The problem
Starting at the line that contains "let mut terms = Vec::new();" and ending at the line that contains "fn keys(&self, item: &E)", the lines below are to be given again exactly, with nothing added.

Collected data entries
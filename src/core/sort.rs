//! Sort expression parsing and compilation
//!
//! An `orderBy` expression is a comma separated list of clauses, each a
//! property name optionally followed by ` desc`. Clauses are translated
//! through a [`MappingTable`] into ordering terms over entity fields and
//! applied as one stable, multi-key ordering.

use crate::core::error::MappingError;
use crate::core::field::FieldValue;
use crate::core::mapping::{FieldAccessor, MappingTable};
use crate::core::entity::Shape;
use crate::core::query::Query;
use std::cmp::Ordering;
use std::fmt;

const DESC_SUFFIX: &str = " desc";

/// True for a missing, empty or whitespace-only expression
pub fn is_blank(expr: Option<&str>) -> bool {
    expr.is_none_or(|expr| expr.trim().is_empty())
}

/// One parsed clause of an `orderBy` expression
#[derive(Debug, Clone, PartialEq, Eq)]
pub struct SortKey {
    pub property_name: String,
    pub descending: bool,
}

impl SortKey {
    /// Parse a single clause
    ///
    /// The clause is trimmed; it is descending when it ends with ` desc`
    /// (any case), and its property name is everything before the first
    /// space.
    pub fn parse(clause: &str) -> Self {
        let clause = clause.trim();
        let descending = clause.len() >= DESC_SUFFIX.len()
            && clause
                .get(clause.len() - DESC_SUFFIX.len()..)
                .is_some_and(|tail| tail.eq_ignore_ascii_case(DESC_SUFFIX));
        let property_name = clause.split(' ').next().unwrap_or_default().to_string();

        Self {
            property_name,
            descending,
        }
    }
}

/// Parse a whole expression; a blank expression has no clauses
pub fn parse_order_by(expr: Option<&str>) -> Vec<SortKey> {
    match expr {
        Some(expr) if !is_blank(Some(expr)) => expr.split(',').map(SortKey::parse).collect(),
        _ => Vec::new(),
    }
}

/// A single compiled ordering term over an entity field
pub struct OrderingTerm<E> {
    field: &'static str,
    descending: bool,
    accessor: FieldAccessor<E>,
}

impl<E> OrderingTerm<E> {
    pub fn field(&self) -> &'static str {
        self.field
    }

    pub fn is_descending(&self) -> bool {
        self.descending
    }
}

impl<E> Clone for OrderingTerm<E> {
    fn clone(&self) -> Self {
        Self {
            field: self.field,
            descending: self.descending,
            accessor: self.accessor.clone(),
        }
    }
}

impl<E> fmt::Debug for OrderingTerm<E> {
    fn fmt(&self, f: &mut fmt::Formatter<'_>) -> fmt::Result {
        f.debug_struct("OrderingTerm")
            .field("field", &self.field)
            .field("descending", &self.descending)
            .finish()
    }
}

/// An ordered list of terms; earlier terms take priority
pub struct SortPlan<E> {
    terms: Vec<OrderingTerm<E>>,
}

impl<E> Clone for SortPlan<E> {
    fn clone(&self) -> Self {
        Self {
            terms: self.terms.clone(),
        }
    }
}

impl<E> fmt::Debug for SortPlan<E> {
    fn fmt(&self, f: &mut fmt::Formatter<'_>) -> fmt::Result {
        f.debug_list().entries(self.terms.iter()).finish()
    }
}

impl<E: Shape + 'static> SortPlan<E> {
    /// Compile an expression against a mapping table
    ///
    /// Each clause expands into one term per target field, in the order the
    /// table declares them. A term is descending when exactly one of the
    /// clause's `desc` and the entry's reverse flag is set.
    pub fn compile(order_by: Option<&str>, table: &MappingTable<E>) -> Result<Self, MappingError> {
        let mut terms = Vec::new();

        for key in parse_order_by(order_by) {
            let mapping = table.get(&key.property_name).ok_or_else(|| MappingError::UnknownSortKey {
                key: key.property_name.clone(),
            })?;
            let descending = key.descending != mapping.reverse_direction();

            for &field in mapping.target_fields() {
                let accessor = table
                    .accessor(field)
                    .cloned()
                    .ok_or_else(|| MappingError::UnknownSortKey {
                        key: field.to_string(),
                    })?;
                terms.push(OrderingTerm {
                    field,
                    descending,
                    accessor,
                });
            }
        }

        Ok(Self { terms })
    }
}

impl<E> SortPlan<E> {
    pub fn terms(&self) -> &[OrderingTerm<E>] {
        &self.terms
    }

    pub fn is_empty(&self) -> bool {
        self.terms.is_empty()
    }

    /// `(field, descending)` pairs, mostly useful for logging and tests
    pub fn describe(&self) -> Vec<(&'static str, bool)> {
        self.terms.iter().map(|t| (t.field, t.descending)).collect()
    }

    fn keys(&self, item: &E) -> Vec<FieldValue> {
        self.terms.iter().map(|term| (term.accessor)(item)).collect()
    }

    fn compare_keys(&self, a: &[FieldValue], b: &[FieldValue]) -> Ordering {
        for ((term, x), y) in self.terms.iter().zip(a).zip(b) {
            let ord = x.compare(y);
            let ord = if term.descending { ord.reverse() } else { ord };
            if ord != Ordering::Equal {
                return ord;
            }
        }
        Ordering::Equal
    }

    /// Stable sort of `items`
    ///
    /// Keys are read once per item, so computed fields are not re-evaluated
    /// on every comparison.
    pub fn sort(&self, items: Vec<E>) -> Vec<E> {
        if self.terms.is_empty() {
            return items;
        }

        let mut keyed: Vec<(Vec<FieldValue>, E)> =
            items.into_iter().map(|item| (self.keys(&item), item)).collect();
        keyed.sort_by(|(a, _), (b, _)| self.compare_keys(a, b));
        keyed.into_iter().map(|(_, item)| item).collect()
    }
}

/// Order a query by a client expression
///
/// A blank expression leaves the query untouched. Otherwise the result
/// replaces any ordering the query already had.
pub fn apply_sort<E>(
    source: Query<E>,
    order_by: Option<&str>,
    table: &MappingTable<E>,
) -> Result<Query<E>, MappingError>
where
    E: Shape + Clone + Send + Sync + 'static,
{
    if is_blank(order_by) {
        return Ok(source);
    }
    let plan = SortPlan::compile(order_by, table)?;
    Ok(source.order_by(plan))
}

Your response
        let mut terms = Vec::new();

        for key in parse_order_by(order_by) {
            let mapping = table.get(&key.property_name).ok_or_else(|| MappingError::UnknownSortKey {
                key: key.property_name.clone(),
            })?;
            let descending = key.descending != mapping.reverse_direction();

            for &field in mapping.target_fields() {
                let accessor = table
                    .accessor(field)
                    .cloned()
                    .ok_or_else(|| MappingError::UnknownSortKey {
                        key: field.to_string(),
                    })?;
                terms.push(OrderingTerm {
                    field,
                    descending,
                    accessor,
                });
            }
        }

        Ok(Self { terms })
    }
}

impl<E> SortPlan<E> {
    pub fn terms(&self) -> &[OrderingTerm<E>] {
        &self.terms
    }

    pub fn is_empty(&self) -> bool {
        self.terms.is_empty()
    }

    /// `(field, descending)` pairs, mostly useful for logging and tests
    pub fn describe(&self) -> Vec<(&'static str, bool)> {
        self.terms.iter().map(|t| (t.field, t.descending)).collect()
    }

    fn keys(&self, item: &E) -> Vec<FieldValue> {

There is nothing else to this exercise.